Metade do mês de outubro se foi e já passamos por várias ocasiões em que vimos aquelas fotografias antigas para comemorar e homenagear o dia das mães, dos pais e das crianças. Essas datas podem provocar emoções diferentes em cada pessoa, mas é inegável o poder que essas imagens, apesar de toda a tecnologia atual, ainda possuem e a capacidade que os álbuns de família têm de nos transportar no tempo. Eu me sinto particularmente privilegiada pois tenho alguns tesouros guardados. Como na casa de ferreiro o espeto é de pau, a organização dessas imagens antigas deixa bem a desejar, mas isso não me impede de acessá-las sempre que sinto “saudades” de ver.

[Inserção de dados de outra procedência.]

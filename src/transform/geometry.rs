//! Geometric remaps. Every output pixel is copied from exactly one input pixel.

use crate::pixel::PixelGrid;

/// Swap rows and columns: `out[r][c] = in[c][r]`.
pub fn transpose(grid: PixelGrid) -> PixelGrid {
    PixelGrid::from_fn(grid.num_rows(), grid.num_columns(), |row, col| {
        grid[col][row]
    })
}

/// Mirror left to right: `out[r][c] = in[r][cols - 1 - c]`.
pub fn reflect_horizontal(mut grid: PixelGrid) -> PixelGrid {
    for row in 0..grid.num_rows() {
        grid.row_mut(row).reverse();
    }
    grid
}

/// Mirror top to bottom: `out[r][c] = in[rows - 1 - r][c]`.
pub fn reflect_vertical(grid: PixelGrid) -> PixelGrid {
    let rows = grid.num_rows();
    PixelGrid::from_fn(grid.num_columns(), rows, |row, col| {
        grid[rows - 1 - row][col]
    })
}

/// Rotate 90 degrees clockwise. Output is `rows` wide and `cols` tall.
///
/// A transpose followed by a horizontal mirror, so
/// `out[r][c] = in[rows - 1 - c][r]`.
pub fn rotate_90(grid: PixelGrid) -> PixelGrid {
    reflect_horizontal(transpose(grid))
}

/// Rotate 180 degrees.
pub fn rotate_180(mut grid: PixelGrid) -> PixelGrid {
    grid.pixels_mut().reverse();
    grid
}

/// Rotate 270 degrees clockwise (90 counter-clockwise).
///
/// `out[r][c] = in[c][cols - 1 - r]`; undoes [`rotate_90`].
pub fn rotate_270(grid: PixelGrid) -> PixelGrid {
    transpose(reflect_horizontal(grid))
}

/// Rotate clockwise by a multiple of 90 degrees. Negative angles rotate
/// counter-clockwise.
///
/// Angles that are not a multiple of 90 return the grid unchanged.
pub fn rotate(grid: PixelGrid, degrees: i32) -> PixelGrid {
    if degrees % 90 != 0 {
        log::debug!("rotation by {degrees} degrees ignored: not a multiple of 90");
        return grid;
    }
    match degrees.rem_euclid(360) {
        90 => rotate_90(grid),
        180 => rotate_180(grid),
        270 => rotate_270(grid),
        _ => grid,
    }
}

/// Nearest-neighbor upscale: `x` times wider, `y` times taller.
///
/// `out[r][c] = in[r / y][c / x]`. A zero factor yields a grid with no rows
/// or no columns. If the output pixel count does not fit in `usize` the
/// result is the empty grid.
pub fn enlarge(grid: PixelGrid, x: usize, y: usize) -> PixelGrid {
    if x == 1 && y == 1 {
        return grid;
    }
    let dims = grid
        .num_columns()
        .checked_mul(x)
        .zip(grid.num_rows().checked_mul(y))
        .filter(|&(width, height)| width.checked_mul(height).is_some());
    let Some((width, height)) = dims else {
        log::warn!(
            "enlarge {}x{} by {x}x{y} overflows; returning empty grid",
            grid.num_columns(),
            grid.num_rows()
        );
        return PixelGrid::empty();
    };
    PixelGrid::from_fn(width, height, |row, col| grid[row / y][col / x])
}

No Instagram tem uma hashtag que gosto muito de seguir: #vernacularphotography . A fotografia vernacular, ou simplesmente amadora, é o tipo de fotografia que costuma povoar nossos álbuns. Flagrantes engraçados, cenas cotidianas, crescimento das crianças, festas de família, viagens, passeios e por aí vai. O compromisso dela não é comercial, mas o registro, contar uma história ou reter determinado momento. As imagens que aparecem sob essa hashtag são as mais variadas possíveis e eu me divirto muito com elas.
Ver essas fotos, além da satisfação pessoal, nos proporciona a possibilidade de exercitar a leitura das imagens. Já falei por aqui da ligação íntima que a fotografia tem com a modernidade e que sua descoberta e evolução acompanha a evolução da própria sociedade pós revolução industrial. Observar as roupas, os cortes de cabelo, as fachadas dos lugares, equipamentos e outros objetos que possam aparecer na cena, as cidades, enfim, cada quadro nos conta uma história, para além daquela mais imediatamente identificada.

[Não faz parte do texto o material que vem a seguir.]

use core::ops::{Index, IndexMut};

use crate::error::BitmapError;

/// One 24-bit pixel: independent red, green and blue channels, no alpha.
pub type Pixel = rgb::RGB8;

/// Pure white.
pub const WHITE: Pixel = Pixel {
    r: 255,
    g: 255,
    b: 255,
};

/// Pure black.
pub const BLACK: Pixel = Pixel { r: 0, g: 0, b: 0 };

/// Rectangular, row-major grid of pixels. Row 0 is the visual top.
///
/// Index with `grid[row][col]` or `grid[(row, col)]`. A grid with zero rows
/// is the empty grid.
#[derive(Clone, Debug, Default, PartialEq, Eq)]
pub struct PixelGrid {
    pixels: Vec<Pixel>,
    width: usize,
    height: usize,
}

impl PixelGrid {
    /// A `width` x `height` grid filled with black.
    ///
    /// # Panics
    ///
    /// If `width * height` overflows `usize`.
    pub fn new(width: usize, height: usize) -> Self {
        Self {
            pixels: vec![BLACK; cell_count(width, height)],
            width,
            height,
        }
    }

    /// The empty grid (zero rows, zero columns).
    pub fn empty() -> Self {
        Self::default()
    }

    /// Build a grid by evaluating `f(row, col)` for every cell.
    ///
    /// # Panics
    ///
    /// If `width * height` overflows `usize`.
    pub fn from_fn(width: usize, height: usize, mut f: impl FnMut(usize, usize) -> Pixel) -> Self {
        let mut pixels = Vec::with_capacity(cell_count(width, height));
        for row in 0..height {
            for col in 0..width {
                pixels.push(f(row, col));
            }
        }
        Self {
            pixels,
            width,
            height,
        }
    }

    /// Wrap a row-major pixel buffer of exactly `width * height` pixels.
    pub fn from_pixels(pixels: Vec<Pixel>, width: usize, height: usize) -> Result<Self, BitmapError> {
        let needed = width
            .checked_mul(height)
            .ok_or(BitmapError::DimensionsTooLarge {
                width: width as u64,
                height: height as u64,
            })?;
        if pixels.len() != needed {
            return Err(BitmapError::BufferTooSmall {
                needed,
                actual: pixels.len(),
            });
        }
        Ok(Self {
            pixels,
            width,
            height,
        })
    }

    /// Build a grid from nested rows. Every row must have the length of the first.
    pub fn from_rows(rows: Vec<Vec<Pixel>>) -> Result<Self, BitmapError> {
        let height = rows.len();
        let width = rows.first().map_or(0, Vec::len);
        let mut pixels = Vec::with_capacity(width * height);
        for (row, data) in rows.into_iter().enumerate() {
            if data.len() != width {
                return Err(BitmapError::RaggedRows {
                    row,
                    expected: width,
                    actual: data.len(),
                });
            }
            pixels.extend(data);
        }
        Ok(Self {
            pixels,
            width,
            height,
        })
    }

    /// Number of columns.
    pub fn width(&self) -> usize {
        self.width
    }

    /// Number of rows.
    pub fn height(&self) -> usize {
        self.height
    }

    pub fn num_columns(&self) -> usize {
        self.width
    }

    pub fn num_rows(&self) -> usize {
        self.height
    }

    /// True when the grid holds no pixels (zero rows or zero columns).
    pub fn is_empty(&self) -> bool {
        self.width == 0 || self.height == 0
    }

    pub fn get(&self, row: usize, col: usize) -> Option<Pixel> {
        if row < self.height && col < self.width {
            Some(self.pixels[row * self.width + col])
        } else {
            None
        }
    }

    /// Pixels of row `row`. Panics if `row >= height`.
    pub fn row(&self, row: usize) -> &[Pixel] {
        let start = row * self.width;
        &self.pixels[start..start + self.width]
    }

    pub fn row_mut(&mut self, row: usize) -> &mut [Pixel] {
        let start = row * self.width;
        &mut self.pixels[start..start + self.width]
    }

    /// Rows from top to bottom.
    pub fn rows(&self) -> impl DoubleEndedIterator<Item = &[Pixel]> + ExactSizeIterator {
        (0..self.height).map(move |r| self.row(r))
    }

    /// The row-major pixel buffer.
    pub fn pixels(&self) -> &[Pixel] {
        &self.pixels
    }

    pub fn pixels_mut(&mut self) -> &mut [Pixel] {
        &mut self.pixels
    }

    /// Copy into nested rows, `[row][col]`.
    pub fn to_rows(&self) -> Vec<Vec<Pixel>> {
        self.rows().map(<[Pixel]>::to_vec).collect()
    }

    /// Replace every pixel with `f(pixel)`, reusing the allocation.
    pub(crate) fn map_pixels(mut self, f: impl Fn(Pixel) -> Pixel) -> Self {
        for px in &mut self.pixels {
            *px = f(*px);
        }
        self
    }

    /// Borrow as an [`imgref::ImgRef`].
    ///
    /// Returns [`BitmapError::EmptyGrid`] for grids without pixels, which
    /// imgref cannot represent.
    #[cfg(feature = "imgref")]
    pub fn as_imgref(&self) -> Result<imgref::ImgRef<'_, Pixel>, BitmapError> {
        if self.is_empty() {
            return Err(BitmapError::EmptyGrid);
        }
        Ok(imgref::ImgRef::new(&self.pixels[..], self.width, self.height))
    }

    /// Convert into an [`imgref::ImgVec`].
    #[cfg(feature = "imgref")]
    pub fn to_imgvec(&self) -> Result<imgref::ImgVec<Pixel>, BitmapError> {
        if self.is_empty() {
            return Err(BitmapError::EmptyGrid);
        }
        Ok(imgref::ImgVec::new(
            self.pixels.clone(),
            self.width,
            self.height,
        ))
    }

    /// Copy the visible pixels of an [`imgref::ImgRef`] (stride padding is dropped).
    #[cfg(feature = "imgref")]
    pub fn from_imgref(img: imgref::ImgRef<'_, Pixel>) -> Self {
        let mut pixels = Vec::with_capacity(img.width() * img.height());
        for row in img.rows() {
            pixels.extend_from_slice(row);
        }
        Self {
            pixels,
            width: img.width(),
            height: img.height(),
        }
    }
}

fn cell_count(width: usize, height: usize) -> usize {
    match width.checked_mul(height) {
        Some(n) => n,
        None => panic!("grid dimensions {width}x{height} overflow usize"),
    }
}

impl Index<usize> for PixelGrid {
    type Output = [Pixel];

    fn index(&self, row: usize) -> &[Pixel] {
        self.row(row)
    }
}

impl IndexMut<usize> for PixelGrid {
    fn index_mut(&mut self, row: usize) -> &mut [Pixel] {
        self.row_mut(row)
    }
}

impl Index<(usize, usize)> for PixelGrid {
    type Output = Pixel;

    fn index(&self, (row, col): (usize, usize)) -> &Pixel {
        &self.row(row)[col]
    }
}

impl IndexMut<(usize, usize)> for PixelGrid {
    fn index_mut(&mut self, (row, col): (usize, usize)) -> &mut Pixel {
        &mut self.row_mut(row)[col]
    }
}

Sebastião Salgado, em entrevista recente ao El País, falou que “as imagens de um celular têm uma qualidade incrível, mas não são fotografia. Fotografia é algo que você toca, que guarda” (El País, 2019). Ele se refere às imagens impressas, mas seria mesmo o fim da fotografia? Eu não tenho a resposta, o seu fim já foi decretado antes e esse tipo de questão requer muita reflexão, talvez nem exista uma resposta correta, mas sempre que me deparo com essas polêmicas fotográficas não consigo deixar de pensar se a fotografia não teria uma espécie de “missão prometeica”.
Prometeu, na mitologia grega, defendia a humanidade e teria nos devolvido o fogo que Zeus, como punição, havia nos tomado. De maneira bem resumida: o processo de produção de imagem por meio da luz, com a utilização de materiais fotossensíveis, à época não existia o conceito de fotografia como temos hoje, foi oficialmente descoberto por Daguerre, o daguerreótipo, em 1839 (existia muita gente nessa corrida, mas não vou entrar nesse assunto neste post). O governo francês comprou a patente e deu a fotografia “como um presente” para a humanidade. Qualquer pessoa poderia fotografar, #sqn. Muita calma, no começo essa era uma atividade bastante complicada (envolvia a construção da câmera, o manuseio dos químicos, etc.) e nem todos podiam ter uma câmera ou mesmo o seu retrato.
Com o desenvolvimento de novas técnicas e a invenção do formato “cartão de visita” (carte de visite) pelo fotógrafo Disdéri a fotografia foi popularizada, mais pessoas poderiam ter seus retratos. Mas foi com a Brownie da Kodak, de apenas 1 dólar e sem complicações, que em 1900 a fotografia foi massificada. Em analogia ao mito, do daguerreótipo ao smartphone, a fotografia de maneira prometeica sempre pareceu ser “roubada” dos deuses e entregue à humanidade. Foi graças a essa missão que hoje temos nossos álbuns de família e perfis nas redes sociais recheados de fotos.
Essas imagens (de celular) são ou não fotografias? Claro que essa discussão está em aberto e ainda vai dar muito pano pra manga, mas acredito que seja importante trazer essas reflexões e mantê-las no horizonte; para além de questões técnicas, estéticas e mercadológicas a fotografia proporciona uma grande gama de possibilidades – até mesmo as fotos dos nossos álbuns de família – e pensar sobre a imagem, em mundo inundado por elas, é importante e necessário.